Bilan économique 2017 : une croissance timide

En 2017, la Russie affichait une croissance légèrement inférieure à 2 %, rompant avec la récession qui a touché le pays ces dernières années suite à l’instauration des sanctions. Production, taux de change, inflation, pétrole : le Courrier de Russie fait le point sur les indicateurs économiques à l’origine de cette dynamique.

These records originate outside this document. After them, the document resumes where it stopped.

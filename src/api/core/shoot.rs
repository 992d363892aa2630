// Copyright 2024 The Kubernetes Authors.
// Licensed under the Apache License, Version 2.0

//! Shoot: a tenant-requested managed Kubernetes cluster.

use super::cloudprofile::CloudProfileReference;
use super::Toleration;
use crate::api::meta::{LabelSelector, ObjectMeta};
use crate::api::quantity::Quantity;
use serde::{Deserialize, Serialize};
use std::collections::BTreeSet;

/// Shoot is the specification of a tenant cluster.
#[derive(Debug, Clone, Default, PartialEq, Serialize, Deserialize)]
#[serde(rename_all = "camelCase", default)]
pub struct Shoot {
    pub metadata: ObjectMeta,
    pub spec: ShootSpec,
    #[serde(skip_serializing_if = "Option::is_none")]
    pub status: Option<ShootStatus>,
}

#[derive(Debug, Clone, Default, PartialEq, Serialize, Deserialize)]
#[serde(rename_all = "camelCase", default)]
pub struct ShootSpec {
    #[serde(skip_serializing_if = "Option::is_none")]
    pub addons: Option<Addons>,
    #[serde(skip_serializing_if = "Option::is_none")]
    pub cloud_profile_name: Option<String>,
    #[serde(skip_serializing_if = "Option::is_none")]
    pub cloud_profile: Option<CloudProfileReference>,
    #[serde(skip_serializing_if = "Option::is_none")]
    pub dns: Option<ShootDns>,
    #[serde(skip_serializing_if = "Option::is_none")]
    pub exposure_class_name: Option<String>,
    pub kubernetes: Kubernetes,
    #[serde(skip_serializing_if = "Option::is_none")]
    pub networking: Option<Networking>,
    pub provider: Provider,
    #[serde(skip_serializing_if = "Option::is_none")]
    pub purpose: Option<String>,
    pub region: String,
    #[serde(skip_serializing_if = "Option::is_none")]
    pub secret_binding_name: Option<String>,
    #[serde(skip_serializing_if = "Option::is_none")]
    pub seed_name: Option<String>,
    #[serde(skip_serializing_if = "Option::is_none")]
    pub seed_selector: Option<SeedSelector>,
    #[serde(skip_serializing_if = "Vec::is_empty")]
    pub tolerations: Vec<Toleration>,
}

#[derive(Debug, Clone, Default, PartialEq, Serialize, Deserialize)]
#[serde(rename_all = "camelCase", default)]
pub struct Addons {
    #[serde(skip_serializing_if = "Option::is_none")]
    pub nginx_ingress: Option<NginxIngress>,
}

#[derive(Debug, Clone, Default, PartialEq, Serialize, Deserialize)]
#[serde(rename_all = "camelCase", default)]
pub struct NginxIngress {
    pub enabled: bool,
}

/// ShootDns holds the domain of the cluster and its DNS providers.
#[derive(Debug, Clone, Default, PartialEq, Serialize, Deserialize)]
#[serde(rename_all = "camelCase", default)]
pub struct ShootDns {
    #[serde(skip_serializing_if = "Option::is_none")]
    pub domain: Option<String>,
    #[serde(skip_serializing_if = "Vec::is_empty")]
    pub providers: Vec<DnsProvider>,
}

#[derive(Debug, Clone, Default, PartialEq, Serialize, Deserialize)]
#[serde(rename_all = "camelCase", default)]
pub struct DnsProvider {
    #[serde(rename = "type", skip_serializing_if = "Option::is_none")]
    pub type_: Option<String>,
    #[serde(skip_serializing_if = "Option::is_none")]
    pub primary: Option<bool>,
}

#[derive(Debug, Clone, Default, PartialEq, Serialize, Deserialize)]
#[serde(rename_all = "camelCase", default)]
pub struct Kubernetes {
    pub version: String,
    #[serde(skip_serializing_if = "Option::is_none")]
    pub vertical_pod_autoscaler: Option<VerticalPodAutoscaler>,
}

#[derive(Debug, Clone, Default, PartialEq, Serialize, Deserialize)]
#[serde(rename_all = "camelCase", default)]
pub struct VerticalPodAutoscaler {
    pub enabled: bool,
}

/// Networking holds the CIDRs the cluster requests.
#[derive(Debug, Clone, Default, PartialEq, Serialize, Deserialize)]
#[serde(rename_all = "camelCase", default)]
pub struct Networking {
    #[serde(rename = "type", skip_serializing_if = "Option::is_none")]
    pub type_: Option<String>,
    #[serde(skip_serializing_if = "Option::is_none")]
    pub pods: Option<String>,
    #[serde(skip_serializing_if = "Option::is_none")]
    pub services: Option<String>,
    #[serde(skip_serializing_if = "Option::is_none")]
    pub nodes: Option<String>,
}

#[derive(Debug, Clone, Default, PartialEq, Serialize, Deserialize)]
#[serde(rename_all = "camelCase", default)]
pub struct Provider {
    #[serde(rename = "type")]
    pub type_: String,
    #[serde(skip_serializing_if = "Vec::is_empty")]
    pub workers: Vec<Worker>,
}

/// Worker is a pool of machines of one type.
#[derive(Debug, Clone, Default, PartialEq, Serialize, Deserialize)]
#[serde(rename_all = "camelCase", default)]
pub struct Worker {
    pub name: String,
    pub machine: Machine,
    pub minimum: i32,
    pub maximum: i32,
    #[serde(skip_serializing_if = "Option::is_none")]
    pub volume: Option<Volume>,
    #[serde(skip_serializing_if = "Vec::is_empty")]
    pub zones: Vec<String>,
}

impl Worker {
    pub fn new(name: &str, machine_type: &str, minimum: i32, maximum: i32) -> Self {
        Self {
            name: name.to_string(),
            machine: Machine {
                type_: machine_type.to_string(),
                image: None,
            },
            minimum,
            maximum,
            ..Default::default()
        }
    }
}

#[derive(Debug, Clone, Default, PartialEq, Serialize, Deserialize)]
#[serde(rename_all = "camelCase", default)]
pub struct Machine {
    #[serde(rename = "type")]
    pub type_: String,
    #[serde(skip_serializing_if = "Option::is_none")]
    pub image: Option<String>,
}

/// Volume is the root disk of the machines of a worker pool.
#[derive(Debug, Clone, Default, PartialEq, Serialize, Deserialize)]
#[serde(rename_all = "camelCase", default)]
pub struct Volume {
    #[serde(rename = "type", skip_serializing_if = "Option::is_none")]
    pub type_: Option<String>,
    #[serde(skip_serializing_if = "Option::is_none")]
    pub volume_size: Option<Quantity>,
}

/// SeedSelector restricts the seeds a shoot may be scheduled to.
#[derive(Debug, Clone, Default, PartialEq, Serialize, Deserialize)]
#[serde(rename_all = "camelCase", default)]
pub struct SeedSelector {
    #[serde(flatten)]
    pub label_selector: LabelSelector,
    #[serde(skip_serializing_if = "Vec::is_empty")]
    pub provider_types: Vec<String>,
}

impl SeedSelector {
    /// Returns true if the selector accepts the given provider type. An empty
    /// list and the `*` entry accept every type.
    pub fn accepts_provider(&self, provider_type: &str) -> bool {
        self.provider_types.is_empty()
            || self
                .provider_types
                .iter()
                .any(|t| t == "*" || t == provider_type)
    }
}

#[derive(Debug, Clone, Default, PartialEq, Serialize, Deserialize)]
#[serde(rename_all = "camelCase", default)]
pub struct ShootStatus {
    #[serde(skip_serializing_if = "Vec::is_empty")]
    pub last_errors: Vec<LastError>,
    #[serde(skip_serializing_if = "Option::is_none")]
    pub seed_name: Option<String>,
}

/// LastError is an error recorded during the last operation on a shoot.
#[derive(Debug, Clone, Default, PartialEq, Serialize, Deserialize)]
#[serde(rename_all = "camelCase", default)]
pub struct LastError {
    pub description: String,
    #[serde(skip_serializing_if = "Vec::is_empty")]
    pub codes: Vec<ErrorCode>,
}

/// ErrorCode classifies a last error.
#[derive(Debug, Clone, Copy, PartialEq, Eq, Hash, Serialize, Deserialize)]
pub enum ErrorCode {
    #[serde(rename = "ERR_INFRA_UNAUTHENTICATED")]
    InfraUnauthenticated,
    #[serde(rename = "ERR_INFRA_UNAUTHORIZED")]
    InfraUnauthorized,
    #[serde(rename = "ERR_INFRA_QUOTA_EXCEEDED")]
    InfraQuotaExceeded,
    #[serde(rename = "ERR_INFRA_RATE_LIMITS_EXCEEDED")]
    InfraRateLimitsExceeded,
    #[serde(rename = "ERR_INFRA_DEPENDENCIES")]
    InfraDependencies,
    #[serde(rename = "ERR_CLEANUP_CLUSTER_RESOURCES")]
    CleanupClusterResources,
    #[serde(rename = "ERR_CONFIGURATION_PROBLEM")]
    ConfigurationProblem,
    #[serde(rename = "ERR_RETRYABLE_CONFIGURATION_PROBLEM")]
    RetryableConfigurationProblem,
    #[serde(rename = "ERR_PROBLEMATIC_WEBHOOK")]
    ProblematicWebhook,
}

impl Shoot {
    pub fn new(namespace: &str, name: &str) -> Self {
        Self {
            metadata: ObjectMeta::namespaced(namespace, name),
            ..Default::default()
        }
    }

    /// Name of the cloud profile the shoot uses, preferring the typed
    /// reference over the legacy name field.
    pub fn cloud_profile_reference(&self) -> Option<CloudProfileReference> {
        if let Some(reference) = &self.spec.cloud_profile {
            return Some(reference.clone());
        }
        self.spec
            .cloud_profile_name
            .as_deref()
            .map(CloudProfileReference::cloud_profile)
    }

    pub fn nginx_ingress_enabled(&self) -> bool {
        self.spec
            .addons
            .as_ref()
            .and_then(|a| a.nginx_ingress.as_ref())
            .map(|n| n.enabled)
            .unwrap_or(false)
    }

    pub fn vpa_enabled(&self) -> bool {
        self.spec
            .kubernetes
            .vertical_pod_autoscaler
            .as_ref()
            .map(|v| v.enabled)
            .unwrap_or(false)
    }

    pub fn nodes_cidr(&self) -> Option<&str> {
        self.spec.networking.as_ref().and_then(|n| n.nodes.as_deref())
    }

    pub fn dns_domain(&self) -> Option<&str> {
        self.spec.dns.as_ref().and_then(|d| d.domain.as_deref())
    }

    /// The primary DNS provider, or the only one if none is marked primary.
    pub fn primary_dns_provider(&self) -> Option<&DnsProvider> {
        let providers = &self.spec.dns.as_ref()?.providers;
        providers
            .iter()
            .find(|p| p.primary == Some(true))
            .or_else(|| if providers.len() == 1 { providers.first() } else { None })
    }

    /// All zones used by any worker pool.
    pub fn worker_zones(&self) -> BTreeSet<&str> {
        self.spec
            .provider
            .workers
            .iter()
            .flat_map(|w| w.zones.iter().map(String::as_str))
            .collect()
    }

    pub fn has_error_code(&self, codes: &[ErrorCode]) -> bool {
        self.status
            .as_ref()
            .map(|s| {
                s.last_errors
                    .iter()
                    .any(|e| e.codes.iter().any(|c| codes.contains(c)))
            })
            .unwrap_or(false)
    }
}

À l’automne dernier, le Forum économique mondial plaçait la Russie au 38e rang (sur 137) du classement Global Competitiveness Index (GCI), soit une progression de cinq places.
« L’amélioration significative de la situation macroéconomique (de la 91e à la 53e place), en premier lieu la baisse de l’inflation et le développement de l’épargne, est la principale raison de cette progression », commente Alexeï Prazdnitchnykh, analyste chez Strategy Partners Group et coordinateur du programme du Forum économique mondial pour la compétitivité de la Russie.
Une bonne santé économique dont témoignent un certain nombre d’indicateurs.

PIB

Au cours d’un entretien sur la chaîne de télévision Rossia 24, le ministre russe des Finances, Anton Silouanov, annonçait à la fin du mois de décembre que la croissance économique devrait se situer entre 1,8 et 2 % en 2017, en deçà de la moyenne mondiale à 3,5 %. « Cela constitue néanmoins une base, à partir de laquelle nous pouvons tabler sur une dynamique plus forte dans les années à venir », ajoutait-il, confiant.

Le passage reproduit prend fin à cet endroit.